→ Aim of the exercise
Copy exactly, and copy only, the lines from the one bearing "if let Some(locked)" through the final line of the records.

[Dataset entries]
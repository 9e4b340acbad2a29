use anyhow::{Context, Result, anyhow, ensure};

use super::{ScenarioCtx, TestScenario};
use crate::logic::{AnswerStrategy, Playthrough, describe_view};
use jonah_game::{
    CHAPTER_COUNT, ChapterCatalog, ChapterId, ChapterStatus, CompletionError,
    CompletionOrchestrator, INTRO_SEEN_KEY, JourneyConfig, JourneyView, MemoryStore,
    PROGRESS_KEY, ProgressStore,
};

pub fn wrong_answers_scenario() -> TestScenario {
    TestScenario::new("wrong-answers", "Wrong Answer Handling", wrong_answers_expectation)
}

pub fn resume_scenario() -> TestScenario {
    TestScenario::new("resume", "Resume From Storage", resume_expectation)
}

pub fn restart_scenario() -> TestScenario {
    TestScenario::new("restart", "Restart Journey", restart_expectation)
}

pub fn storage_failure_scenario() -> TestScenario {
    TestScenario::new(
        "storage-failure",
        "Degraded Storage",
        storage_failure_expectation,
    )
}

pub fn out_of_order_scenario() -> TestScenario {
    TestScenario::new(
        "out-of-order",
        "Out Of Order Completion",
        out_of_order_expectation,
    )
}

pub fn navigation_scenario() -> TestScenario {
    TestScenario::new("navigation", "Chapter Navigation", navigation_expectation)
}

fn chapter(n: u32) -> Result<ChapterId> {
    ChapterId::new(n).map_err(|err| anyhow!(err))
}

/// Chapters finished before the checkpoint; varies 1..=5 across iterations.
fn checkpoint(ctx: &ScenarioCtx) -> usize {
    ctx.iteration % (usize::from(CHAPTER_COUNT) - 1) + 1
}

fn wrong_answers_expectation(_ctx: &ScenarioCtx) -> Result<()> {
    let mut play = Playthrough::fresh(AnswerStrategy::WrongFirst);
    play.play_to_end()?;
    let stats = play.stats();
    ensure!(
        stats.rejected_answers == stats.answers_recorded,
        "{} wrong answers bounced for {} questions",
        stats.rejected_answers,
        stats.answers_recorded
    );

    let catalog = ChapterCatalog::shared();
    for script in &catalog.chapters {
        for question in script.steps.iter().flat_map(|step| step.questions()) {
            let accepted = question
                .check
                .canonical()
                .with_context(|| format!("{} has no accepted answer", question.id))?;
            ensure!(
                question.check.accepts(&format!("  {accepted} ")),
                "{} should ignore surrounding whitespace",
                question.id
            );
            ensure!(
                !question.check.accepts("   "),
                "{} accepted a blank answer",
                question.id
            );
        }
    }
    Ok(())
}

fn resume_expectation(ctx: &ScenarioCtx) -> Result<()> {
    let finished = checkpoint(ctx);
    let mut first = Playthrough::fresh(AnswerStrategy::Canonical);
    first.play_chapters(finished)?;
    first.journey_mut().flush().context("flushing before leaving")?;
    let answers = first.journey().progress().answers.clone();

    let mut second = Playthrough::new(first.backend().clone(), AnswerStrategy::Canonical);
    let resumed = chapter(u32::try_from(finished + 1)?)?;
    second
        .expect_chapter(resumed)
        .context("returning visitor should skip the intro")?;
    ensure!(
        second.journey().progress().answers == answers,
        "answers were not restored"
    );
    ensure!(
        second.journey().progress_label() == format!("{finished}/{CHAPTER_COUNT}"),
        "label after resume was {}",
        second.journey().progress_label()
    );

    second.play_to_end()?;
    ensure!(
        second.stats().chapters_played == usize::from(CHAPTER_COUNT) - finished,
        "resumed run replayed finished chapters"
    );
    if ctx.verbose {
        println!("  💾 resumed at {resumed} after {finished} chapters");
    }
    Ok(())
}

fn restart_expectation(_ctx: &ScenarioCtx) -> Result<()> {
    let mut play = Playthrough::fresh(AnswerStrategy::Canonical);
    play.play_to_end()?;
    play.journey_mut().flush().context("flushing finished journey")?;

    play.journey_mut().restart();
    let view = play.journey().view();
    ensure!(
        matches!(view, JourneyView::Intro(_)),
        "restart should replay the intro, found {}",
        describe_view(&view)
    );
    ensure!(!play.journey().intro_seen(), "intro flag survived restart");
    ensure!(
        play.journey().progress_label() == "0/6",
        "progress survived restart"
    );
    ensure!(
        play.backend().raw(PROGRESS_KEY).is_none() && play.backend().raw(INTRO_SEEN_KEY).is_none(),
        "stored entries survived restart"
    );

    play.settle()?;
    play.expect_chapter(ChapterId::FIRST)?;
    Ok(())
}

fn storage_failure_expectation(ctx: &ScenarioCtx) -> Result<()> {
    let backend = MemoryStore::new();
    backend.set_failing(false, true);
    let mut play = Playthrough::new(backend, AnswerStrategy::Canonical);
    play.play_to_end()?;
    ensure!(
        play.journey().view() == JourneyView::Complete,
        "session should finish without storage"
    );
    ensure!(
        play.journey_mut().flush().is_err(),
        "flush should report the rejected write"
    );
    ensure!(
        play.journey().store().has_unsaved_changes(),
        "unsaved changes should be kept after a failed write"
    );
    ensure!(
        play.backend().raw(PROGRESS_KEY).is_none(),
        "nothing should land in failing storage"
    );

    let corrupt = MemoryStore::new()
        .with_entry(PROGRESS_KEY, "{\"currentChapter\": ")
        .with_entry(INTRO_SEEN_KEY, "true");
    let recovered = Playthrough::new(corrupt, AnswerStrategy::Canonical);
    recovered
        .expect_chapter(ChapterId::FIRST)
        .context("corrupt progress should start fresh")?;
    ensure!(
        recovered.journey().progress_label() == "0/6",
        "corrupt progress leaked completed chapters"
    );

    if ctx.verbose {
        println!("  🧯 journey survived rejected writes and corrupt entries");
    }
    Ok(())
}

fn out_of_order_expectation(_ctx: &ScenarioCtx) -> Result<()> {
    let config = JourneyConfig::default();
    let mut store = ProgressStore::open(MemoryStore::new(), config.save_debounce_ms);
    let mut orchestrator = CompletionOrchestrator::new();

    let locked = orchestrator.complete_chapter(&mut store, &config, 3);
    ensure!(
        locked
            == Err(CompletionError::Locked {
                chapter: chapter(3)?,
                required: chapter(2)?,
            }),
        "chapter 3 should be locked, got {locked:?}"
    );
    for invalid in [0, 7, 42] {
        let result = orchestrator.complete_chapter(&mut store, &config, invalid);
        ensure!(
            matches!(result, Err(CompletionError::InvalidChapter(_))),
            "chapter {invalid} should be invalid, got {result:?}"
        );
    }
    ensure!(
        store.progress().completed_chapters.is_empty(),
        "rejected completions changed progress"
    );
    ensure!(
        !store.has_unsaved_changes(),
        "rejected completions scheduled a save"
    );

    let mut play = Playthrough::fresh(AnswerStrategy::Canonical);
    play.settle()?;
    let foreign = play.journey_mut().chapter_completed(4);
    ensure!(
        matches!(foreign, Err(CompletionError::NotDisplayed { .. })),
        "completion for a chapter off screen should be refused, got {foreign:?}"
    );
    ensure!(
        play.journey().progress().completed_chapters.is_empty(),
        "refused completion changed progress"
    );
    Ok(())
}

fn navigation_expectation(ctx: &ScenarioCtx) -> Result<()> {
    let finished = checkpoint(ctx);
    let mut play = Playthrough::fresh(AnswerStrategy::Canonical);
    play.play_chapters(finished)?;
    let frontier = chapter(u32::try_from(finished + 1)?)?;

    let nav = play.journey().navigation();
    ensure!(nav.len() == usize::from(CHAPTER_COUNT), "navigation has {} entries", nav.len());
    for entry in &nav {
        let n = usize::try_from(entry.chapter.number())?;
        let expected = if n <= finished {
            ChapterStatus::Completed
        } else if entry.chapter == frontier {
            ChapterStatus::Available
        } else {
            ChapterStatus::Locked
        };
        ensure!(
            entry.status == expected,
            "chapter {} is {:?}, expected {expected:?}",
            entry.chapter,
            entry.status
        );
        ensure!(
            entry.is_current == (entry.chapter == frontier),
            "chapter {} current flag is wrong",
            entry.chapter
        );
    }

    let journey = play.journey_mut();
    ensure!(!journey.select_chapter(1), "completed chapter 1 was selectable");
    ensure!(!journey.select_chapter(0), "chapter 0 was selectable");
    if let Some(locked) = frontier.next() {
        ensure!(
            !journey.select_chapter(locked.number()),
            "locked chapter {locked} was selectable"
        );
    }
    ensure!(
        journey.select_chapter(frontier.number()),
        "frontier chapter {frontier} was not selectable"
    );
    play.expect_chapter(frontier)?;
    Ok(())
}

→ Task answer
    if let Some(locked) = frontier.next() {
        ensure!(
            !journey.select_chapter(locked.number()),
            "locked chapter {locked} was selectable"
        );
    }
    ensure!(
        journey.select_chapter(frontier.number()),
        "frontier chapter {frontier} was not selectable"
    );
    play.expect_chapter(frontier)?;
    Ok(())
}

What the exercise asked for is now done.